The one good thing one of the food banks did was to put in a community garden. Unfortunately the person in charge mismanaged it and when they put people in community service in with little or no supervision.. well lets just say they had to shut it down before they were raided (no need to explain)
Personally, I think that people should be growing their own food even if they have to do it in pots on the back deck or the only room in their house where the sun shines in winter. Im all for personal responsibility as well as self sufficiency. My tomatoes and cucumbers salute you Thrifty Momma!! ~Linda
Anyone can go to the local Master Gardner's group and get information, usually for free. Also if your town is rural enough there is information at the county extension office that talks about all sorts of stuff, like container gardening, or squarefoot gardening. Library is another good source. If you have tv ( which I havent had since 2002) They used to run some really awesome gardening shows like the Victory garden on PBS that taught me a lot.
Here is another reason to learn all this and use it: Last year in a city in Kenya there was civil unrest that cut off the city from the rest of the world. Every single family had a terrace garden of some sort or window plantings inside and a back up system to store water to keep the plants going. Noone in that city starved or went with out food.

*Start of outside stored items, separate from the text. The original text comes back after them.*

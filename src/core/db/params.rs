/// Parameter Module
///
/// Parameter collections for ad-hoc calls and statement execution, the
/// placeholder addressing used by drivers, and the shared slots behind
/// bind-by-reference.
use crate::core::db::value::{ParamType, Value};
use std::sync::{Arc, Mutex};

/// Where a bound value goes: a 1-based position or a named placeholder.
#[derive(Debug, Clone, PartialEq, Eq, Hash)]
pub enum Placeholder {
    Index(usize),
    Name(String),
}

impl Placeholder {
    /// Named placeholders are stored with their sigil; a bare `id` becomes `:id`.
    pub fn named(name: &str) -> Self {
        if name.starts_with([':', '@', '$']) {
            Placeholder::Name(name.to_string())
        } else {
            Placeholder::Name(format!(":{}", name))
        }
    }
}

impl From<usize> for Placeholder {
    fn from(index: usize) -> Self {
        Placeholder::Index(index)
    }
}

/// Negative positions map to 0, which no driver accepts.
impl From<i32> for Placeholder {
    fn from(index: i32) -> Self {
        Placeholder::Index(usize::try_from(index).unwrap_or(0))
    }
}

impl From<&str> for Placeholder {
    fn from(name: &str) -> Self {
        Placeholder::named(name)
    }
}

impl From<String> for Placeholder {
    fn from(name: String) -> Self {
        Placeholder::named(&name)
    }
}

/// One resolved binding handed to the driver.
#[derive(Debug, Clone, PartialEq)]
pub struct Binding {
    pub placeholder: Placeholder,
    pub value: Value,
    pub ty: ParamType,
    /// Maximum length for string and blob values
    pub length: Option<usize>,
}

impl Binding {
    /// Binding whose type is inferred from the value.
    pub fn inferred(placeholder: Placeholder, value: Value) -> Self {
        let ty = ParamType::infer(&value);
        Binding {
            placeholder,
            value,
            ty,
            length: None,
        }
    }

    /// The value converted to the bind type and cut to `length`.
    pub fn resolved_value(&self) -> Value {
        match (self.ty.coerce(self.value.clone()), self.length) {
            (Value::Text(s), Some(max)) => Value::Text(s.chars().take(max).collect()),
            (Value::Blob(mut b), Some(max)) => {
                b.truncate(max);
                Value::Blob(b)
            }
            (other, _) => other,
        }
    }
}

/// Parameters for a query, an execute call or a statement execution.
#[derive(Debug, Clone, PartialEq)]
pub enum Params {
    Positional(Vec<Value>),
    Named(Vec<(String, Value)>),
}

impl Default for Params {
    fn default() -> Self {
        Params::Positional(Vec::new())
    }
}

impl Params {
    pub fn is_empty(&self) -> bool {
        self.len() == 0
    }

    pub fn len(&self) -> usize {
        match self {
            Params::Positional(values) => values.len(),
            Params::Named(pairs) => pairs.len(),
        }
    }

    pub fn is_named(&self) -> bool {
        matches!(self, Params::Named(_))
    }

    /// Builds parameters from loosely typed JSON.
    ///
    /// An array whose first element is an object is a list of named
    /// bindings (all objects are merged in order); any other array is
    /// positional. A bare object is named, `null` is empty and any other
    /// scalar becomes a single positional value.
    pub fn from_json(json: serde_json::Value) -> Self {
        match json {
            serde_json::Value::Null => Params::default(),
            serde_json::Value::Array(items) => {
                if matches!(items.first(), Some(serde_json::Value::Object(_))) {
                    let pairs = items
                        .into_iter()
                        .flat_map(|item| match item {
                            serde_json::Value::Object(map) => map.into_iter().collect::<Vec<_>>(),
                            _ => Vec::new(),
                        })
                        .map(|(name, value)| (name, Value::from_json(value)))
                        .collect();
                    Params::Named(pairs)
                } else {
                    Params::Positional(items.into_iter().map(Value::from_json).collect())
                }
            }
            serde_json::Value::Object(map) => Params::Named(
                map.into_iter()
                    .map(|(name, value)| (name, Value::from_json(value)))
                    .collect(),
            ),
            scalar => Params::Positional(vec![Value::from_json(scalar)]),
        }
    }

    /// Resolves the parameters into bindings with inferred types.
    pub fn into_bindings(self) -> Vec<Binding> {
        match self {
            Params::Positional(values) => values
                .into_iter()
                .enumerate()
                .map(|(i, value)| Binding::inferred(Placeholder::Index(i + 1), value))
                .collect(),
            Params::Named(pairs) => pairs
                .into_iter()
                .map(|(name, value)| Binding::inferred(Placeholder::named(&name), value))
                .collect(),
        }
    }
}

impl From<()> for Params {
    fn from(_: ()) -> Self {
        Params::default()
    }
}

impl From<Vec<Value>> for Params {
    fn from(values: Vec<Value>) -> Self {
        Params::Positional(values)
    }
}

impl From<Vec<(String, Value)>> for Params {
    fn from(pairs: Vec<(String, Value)>) -> Self {
        Params::Named(pairs)
    }
}

impl From<Vec<(&str, Value)>> for Params {
    fn from(pairs: Vec<(&str, Value)>) -> Self {
        Params::Named(pairs.into_iter().map(|(k, v)| (k.to_string(), v)).collect())
    }
}

impl From<serde_json::Value> for Params {
    fn from(json: serde_json::Value) -> Self {
        Params::from_json(json)
    }
}

/// A single scalar is a one-element positional list.
macro_rules! impl_scalar_params {
    ($($t:ty),*) => {
        $(
            impl From<$t> for Params {
                fn from(value: $t) -> Self {
                    Params::Positional(vec![Value::from(value)])
                }
            }
        )*
    };
}

impl_scalar_params!(Value, bool, i32, i64, u32, f64, &str, String);

/// Positional parameters: `params![5, "name"]`.
#[macro_export]
macro_rules! params {
    () => {
        $crate::Params::default()
    };
    ($($value:expr),+ $(,)?) => {
        $crate::Params::Positional(vec![$($crate::Value::from($value)),+])
    };
}

/// Named parameters: `named_params! { "id" => 5, ":name" => "x" }`.
#[macro_export]
macro_rules! named_params {
    ($($name:expr => $value:expr),* $(,)?) => {
        $crate::Params::Named(vec![$((String::from($name), $crate::Value::from($value))),*])
    };
}

/// A shared parameter cell for bind-by-reference.
///
/// Cloning a slot shares the cell. The accessor reads the current value when
/// the statement executes, not when it is bound.
#[derive(Debug, Clone, Default)]
pub struct ParamSlot(Arc<Mutex<Value>>);

impl ParamSlot {
    pub fn new(value: impl Into<Value>) -> Self {
        ParamSlot(Arc::new(Mutex::new(value.into())))
    }

    pub fn set(&self, value: impl Into<Value>) {
        let mut guard = self.0.lock().unwrap_or_else(|poisoned| poisoned.into_inner());
        *guard = value.into();
    }

    pub fn get(&self) -> Value {
        self.0
            .lock()
            .unwrap_or_else(|poisoned| poisoned.into_inner())
            .clone()
    }
}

I cant remember which city it was but a friend told me about it because it was so amazing. The City was set up to survive for a year with out outside supplies if need be.
People who have independent sources of food and water not only can thrive in adverse conditions but they can share with disabled and elderly who cant grow their own food as well.
I so agree about gardening. Get rid of the lawn and grow food! I live in NC and obviously it's easy to garden here. My Mom lives in MT and not very easy to garden there....they had snow and freezing temps up until about a week and a half ago. If they are lucky they get 40-60 days to grow stuff. Other areas of MT have better luck gardening but where my parents are not so much. In fact I asked my Mom last week if she knew anyone with a garden and she could not name one single person. If they get vegy donations at the food bank there it's usually out of state farmers who come in to sell vegy's there, and then they will donate whatever they don't sell. And yes, often times people will hold up a potato and ask my Mom what they are supposed to do with it. So you are very right.....3 or 4 generations that have no clue how to cook. Great story about survival. We should all know how to survive and grow our own food.
ReplyDeleteKelly
Very interesting reading all the comments.I have to agree both with people getting lazy and with people not knowing how to cook.
ReplyDeleteMy parents get a regular food box through the county they live in through a senior nutrition program,and often their neighbors who also get the same food boxes will bring things over to them that they won't use,like oatmeal,cheese,potato flakes,rice,beans,all the types of things that require cooking.
Since I work in a retail store,I see a lot of food stamp funds being wasted on soda,chips,junk food,you can even use food stamps to pay the bottle deposit on a case of beer,it doesn't pay for the beer,just the deposit....
The programs designed to help those in need really do need fixing.Not only do they need to include nutrition classes and cooking classes,but also food stamps should really be limited to basic food items,like flour,baking supplies,meat,veggies and fruit.But then again,I'm not the one in charge of the system.lol.
@Chris I was re-reading through this and was suddenly reminded of a TED talk I had heard that addressed this same issue. I excitedly pulled it up to link it to you, and then realized it was by Jamie Oliver, the same guy you mentioned in your comments.
ReplyDeleteHowever, there are many other great TED talks available discussing food and the current cultural viewpoint on fresh produce.